Maksud pada pasal tersebut, definisi perselisihan atau sengketa menurut UU Administrasi Pemerintahan dan UU Peradilan TUN, yaitu ketika KTUN atau objek sengketa, pertama kali perselisihan (gugatan) didaftarkan di Pengadilan TUN, dalam situasi Pengajuan pihak KLB Demokrat di Sibolangit sebelum masuknya objek sengketa (KTUN) maka istilah perselisihan dalam pasal 10 ayat (1) Permenkumham No 34 Tahun 2017 Tentang Tata Cara Pendaftaran Pendirian Badan Hukum, Perubahan Anggaran Dasar Dan Anggaran Rumah Tangga, Serta Perubahan Kepengurusan Partai Politik, dapat dikesampingkan karena hiraeki Peraturan perundang-undangan yang lebih tinggi yaitu UU Pasal 1 Angka 5 Jo Pasal 53 Undang-Undang No. 5 Tahun 1985 Jo Undang-Undang No. 9 Tahun 2004 Tentang Peradilan Tata Usaha Negara.

Bahwa Pasal 48 Undang-Undang No. 5 Tahun 1985 jo Undang-Undang No. 9 Tahun 2004 tentang Peradilan Tata Usaha Negara ;

Ayat (1) Dalam hal suatu Badan atau Pejabat Tata Usaha Negara diberi wewenang oleh atau berdasarkan peraturan perundang-undangan untuk menyelesaikan secara administratif sengketa Tata Usaha Negara tertentu, maka batal atau tidak sah, dengan atau tanpa disertai tuntutan ganti rugi dan/administratif yang tersedia.

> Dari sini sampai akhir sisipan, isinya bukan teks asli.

//! Timer expiry notifications

use async_trait::async_trait;
use notify_rust::{Notification, Urgency};
use tracing::{debug, info};

use crate::state::{duration::TimerDuration, engine::Expiry};

/// Title shown on every expiry notification
pub const NOTIFICATION_TITLE: &str = "Count Down";

/// Actions offered on the expiry notification
#[derive(Debug, Clone, Copy, PartialEq, Eq)]
pub enum NotificationAction {
    Stop,
    AddOneMinute,
}

impl NotificationAction {
    pub const ALL: [NotificationAction; 2] = [Self::AddOneMinute, Self::Stop];

    /// Key reported back by the notification daemon
    pub fn key(&self) -> &'static str {
        match self {
            Self::Stop => "stop",
            Self::AddOneMinute => "add-minute",
        }
    }

    pub fn label(&self) -> &'static str {
        match self {
            Self::Stop => "Stop",
            Self::AddOneMinute => "+1 min",
        }
    }

    pub fn from_key(key: &str) -> Option<Self> {
        match key.trim() {
            "stop" => Some(Self::Stop),
            "add-minute" => Some(Self::AddOneMinute),
            _ => None,
        }
    }
}

/// Message body for an expired run
pub fn expiry_message(expiry: &Expiry) -> String {
    format!(
        "Time is up! ({} countdown)",
        TimerDuration::from_millis_saturating(expiry.total_ms)
    )
}

/// Presents "timer expired" to the user
#[async_trait]
pub trait Notifier: Send + Sync + 'static {
    /// Show the expiry alert.
    ///
    /// Returns the action the user picked, if the notifier supports actions
    /// and one was chosen.
    async fn notify_expired(&self, expiry: &Expiry) -> Result<Option<NotificationAction>, String>;
}

/// Writes the expiry to the log only
#[derive(Debug, Default, Clone, Copy)]
pub struct LogNotifier;

#[async_trait]
impl Notifier for LogNotifier {
    async fn notify_expired(&self, expiry: &Expiry) -> Result<Option<NotificationAction>, String> {
        info!("{}: {}", NOTIFICATION_TITLE, expiry_message(expiry));
        Ok(None)
    }
}

/// Shows a freedesktop notification through `notify-rust`
#[derive(Debug, Default, Clone, Copy)]
pub struct DesktopNotifier {
    with_actions: bool,
}

impl DesktopNotifier {
    pub fn new(with_actions: bool) -> Self {
        Self { with_actions }
    }

    /// Build the critical expiry notification, with buttons if enabled
    pub fn build(&self, expiry: &Expiry) -> Notification {
        let mut notification = Notification::new();
        notification
            .summary(NOTIFICATION_TITLE)
            .body(&expiry_message(expiry))
            .appname("count-down")
            .icon("alarm-clock")
            .urgency(Urgency::Critical);
        if self.with_actions {
            for action in NotificationAction::ALL {
                notification.action(action.key(), action.label());
            }
        }
        notification
    }
}

#[async_trait]
impl Notifier for DesktopNotifier {
    async fn notify_expired(&self, expiry: &Expiry) -> Result<Option<NotificationAction>, String> {
        let notification = self.build(expiry);
        let with_actions = self.with_actions;
        let run_id = expiry.run_id;

        // show() talks to the session bus synchronously and waiting for an
        // action blocks until the user answers.
        tokio::task::spawn_blocking(move || -> Result<Option<NotificationAction>, String> {
            let handle = notification
                .show()
                .map_err(|e| format!("Failed to show notification: {}", e))?;
            info!("Expiry notification shown for run {}", run_id);
            if !with_actions {
                return Ok(None);
            }

            let mut chosen = None;
            handle.wait_for_action(|key| {
                chosen = NotificationAction::from_key(key);
                if chosen.is_none() {
                    debug!("Notification for run {} closed with {}", run_id, key);
                }
            });
            Ok(chosen)
        })
        .await
        .map_err(|e| format!("Notification task failed: {}", e))?
    }
}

Ayat (2) Pengadilan baru berwenang memeriksa, memutus, dan menyelesaikan sengketa Tata Usaha Negara sebagaimana dimaksud dalam ayat (1) jika seluruh upaya administratif yang bersangkutan telah digunakan

Maksud substansi pada pasal 48 ayat 1 yaitu Keputusan Tata Usaha Negara harus diterbitkan terlebih dahulu, sebagai “objek sengketa”. Dan pada ayat 2 diterangkan, objek sengketa, baru kemudian dapat didaftarkan ke Pengadilan TUN, sehingga penjelasan pada pasal 48 ayat 1 dan ayat 2 dapat dimaknai “keputusan TUN atau objek sengketa” yang dikeluarkan pejabat berwenang wajib dikeluarkan terlebih dahulu.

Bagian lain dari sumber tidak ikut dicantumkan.